Partly it has to do with motivation and partly with arrogance and paternalism.
Why would we add research to our busy clinical schedule? Not because we need to publish or perish, certainly, because we don’t. Not because we are paid for it, because we aren’t and never have been. Not to become famous…. I hear laughter….
No, we love research because we want to know why, we want to know how. Why does anorexia nervosa of childhood present as it does, and why does it present when it does? How can we better define it, analyze it and—above all—treat it?
All research is preceded by something called “informed consent”. Consent is obtained from a family by a Kartini Clinic practitioner, and guess what that means? It means that our families trust us to do no harm, to be motivated by something other than self aggrandizement or money, and to truly, truly be interested in understanding their child’s illness. Many families are thrilled to be a part of finding out answers to clinical conundrums, but they are not interested in being a cog in someone’s career wheel. All interventions carry some minor risk, even if it is only an increased perception on the part of the patient that they are not normal. It costs time. It may cost blood.
So recently, after some harsh words with a few colleagues, we had to decline to participate with them in research that would have involved a heavy “donation” of time from our patients without allowing families or us to know any results even though these were easily available to graduate students assisting in the research.

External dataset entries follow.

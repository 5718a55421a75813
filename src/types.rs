use serde::{Deserialize, Deserializer, Serialize};
use thiserror::Error;

/// One entry of the `/ocpversions/{location}` payload.
///
/// A missing or `null` version reads as `""` so the rest of the list survives.
#[derive(Debug, Deserialize, Clone)]
pub struct OcpVersion {
    #[serde(default, deserialize_with = "null_as_empty")]
    pub version: String,
}

fn null_as_empty<'de, D: Deserializer<'de>>(deserializer: D) -> Result<String, D::Error> {
    Ok(Option::<String>::deserialize(deserializer)?.unwrap_or_default())
}

/// Versions reported for a single location.
///
/// A failed lookup leaves its field empty; the record itself is always present.
#[derive(Debug, Serialize, Deserialize, Clone, PartialEq, Eq, Default)]
#[serde(rename_all = "camelCase")]
pub struct VersionRecord {
    pub location: String,
    pub rp_version: String,
    pub ocp_versions: Vec<String>,
}

impl VersionRecord {
    pub fn empty(location: impl Into<String>) -> Self {
        Self {
            location: location.into(),
            ..Self::default()
        }
    }
}

#[derive(Debug, Error)]
pub enum LookupError {
    #[error("Network error: {0}")]
    Network(#[from] reqwest::Error),

    #[error("Unexpected status: {0}")]
    Status(reqwest::StatusCode),

    #[error("Invalid response: {0}")]
    Decode(#[from] serde_json::Error),
}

Sometimes, when a donation of genetic information from a quick spit in a tube is required we (as participants) may never know individual results. This can be acceptable. The “donation” is small, the potential yield is large. And wherever we (Kartini Clinic providers) have information about an individual child and their parent(s) asks us for it, we give it, even though that may mean time-consuming, sensitive conversations. And the research recently proposed, although it would have involved a donation of several hours’ time, would have been acceptable to us but for the fact that it was made clear that we would be given no results as “we were not trained to properly interpret them” (or presumably even think about them) and might “inappropriately make clinical decisions” based on them or?horrors—share results with parents, who certainly were “not trained to place any results in the proper context.” Further discussion with these researchers revealed a fundamental difference in motivation: they were not motivated primarily by a desire to help to treat or to understand children with eating disorders; in fact, their only contact with such diagnoses was “in their training” which they characterized as “extensive” (excuse me, did you say expensive?). They did not feel parents should be involved in any way, except as “donors” and that this should be done “for the sake of science”. I submit to you what was really meant was “for the sake of being authors on a paper,” which is what “science” boils down to for some researchers.
Again caveat emptor. Our families trust us, whether for treatment or for research. And you know what? They can.